» **WHAT THIS TASK INVOLVES**:
Whenever a line below mentions the word "candidate", that line should be copied.

--- START ---

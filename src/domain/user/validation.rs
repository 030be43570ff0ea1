// src/domain/user/validation.rs
use crate::application::ports::validation::EmailValidator;
use crate::domain::credentials::{CredentialsUserType, TwoFactorAuth, UserTag};
use crate::domain::errors::ValidationError;
use crate::domain::user::entity::SafeUser;
use crate::domain::user::value_objects::{EmailAddress, Role, Username};
use serde::Deserialize;
use serde_json::{Map, Value};

type Fields = Map<String, Value>;

/// Checks an untyped record against the safe-user contract and returns the
/// validated snapshot.
///
/// Checks run in a fixed order and the first failure is reported: email,
/// username, role, type, timestamps, boolean flags, then tags and the
/// two-factor configuration. Nothing is partially applied.
pub fn validate(
    candidate: &Value,
    emails: &dyn EmailValidator,
) -> Result<SafeUser, ValidationError> {
    validate_fields(candidate, emails).inspect_err(|err| {
        tracing::debug!(kind = %err.kind, "user record rejected");
    })
}

fn validate_fields(
    candidate: &Value,
    emails: &dyn EmailValidator,
) -> Result<SafeUser, ValidationError> {
    let fields = candidate
        .as_object()
        .ok_or_else(|| ValidationError::invalid_type("$"))?;

    let email = str_field(fields, "email")
        .ok_or_else(ValidationError::invalid_email)
        .and_then(|raw| EmailAddress::parse(raw, emails))?;

    let username = str_field(fields, "username")
        .ok_or_else(|| ValidationError::missing("username"))
        .and_then(|raw| Username::new(raw))?;

    let role = str_field(fields, "role")
        .ok_or_else(|| ValidationError::invalid_enum("role"))?
        .parse::<Role>()?;

    let user_type = str_field(fields, "type")
        .ok_or_else(|| ValidationError::invalid_enum("type"))?
        .parse::<CredentialsUserType>()?;

    let (created_at, updated_at) = timestamps(fields)?;

    let confirmed = optional_bool(fields, "confirmed")?;
    let banned = optional_bool(fields, "banned")?;
    let tags = optional_tags(fields)?;
    let two_factor_auth = two_factor(fields)?;

    Ok(SafeUser {
        email,
        username,
        created_at,
        updated_at,
        confirmed,
        user_type,
        role,
        tags,
        banned,
        two_factor_auth,
    })
}

fn str_field<'a>(fields: &'a Fields, name: &str) -> Option<&'a str> {
    fields.get(name).and_then(Value::as_str)
}

fn timestamps(fields: &Fields) -> Result<(i64, i64), ValidationError> {
    let created_at = fields.get("created_at").and_then(Value::as_i64);
    let updated_at = fields.get("updated_at").and_then(Value::as_i64);
    match (created_at, updated_at) {
        (Some(created), Some(updated)) if updated >= created => Ok((created, updated)),
        _ => Err(ValidationError::invalid_timestamp()),
    }
}

// Absence is preserved; readers treat it as false.
fn optional_bool(fields: &Fields, name: &'static str) -> Result<Option<bool>, ValidationError> {
    match fields.get(name) {
        None => Ok(None),
        Some(Value::Bool(flag)) => Ok(Some(*flag)),
        Some(_) => Err(ValidationError::invalid_type(name)),
    }
}

fn optional_tags(fields: &Fields) -> Result<Option<Vec<UserTag>>, ValidationError> {
    let Some(raw) = fields.get("tags") else {
        return Ok(None);
    };
    raw.as_array()
        .ok_or_else(|| ValidationError::invalid_type("tags"))?
        .iter()
        .map(|tag| {
            tag.as_str()
                .map(UserTag::new)
                .ok_or_else(|| ValidationError::invalid_type("tags"))
        })
        .collect::<Result<Vec<_>, _>>()
        .map(Some)
}

fn two_factor(fields: &Fields) -> Result<TwoFactorAuth, ValidationError> {
    let raw = fields
        .get("twoFactorAuth")
        .ok_or_else(|| ValidationError::missing("twoFactorAuth"))?;
    TwoFactorAuth::deserialize(raw).map_err(|_| ValidationError::invalid_type("twoFactorAuth"))
}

--- END ---

» **TASK ANSWER**:
    candidate: &Value,
    validate_fields(candidate, emails).inspect_err(|err| {
    candidate: &Value,
    let fields = candidate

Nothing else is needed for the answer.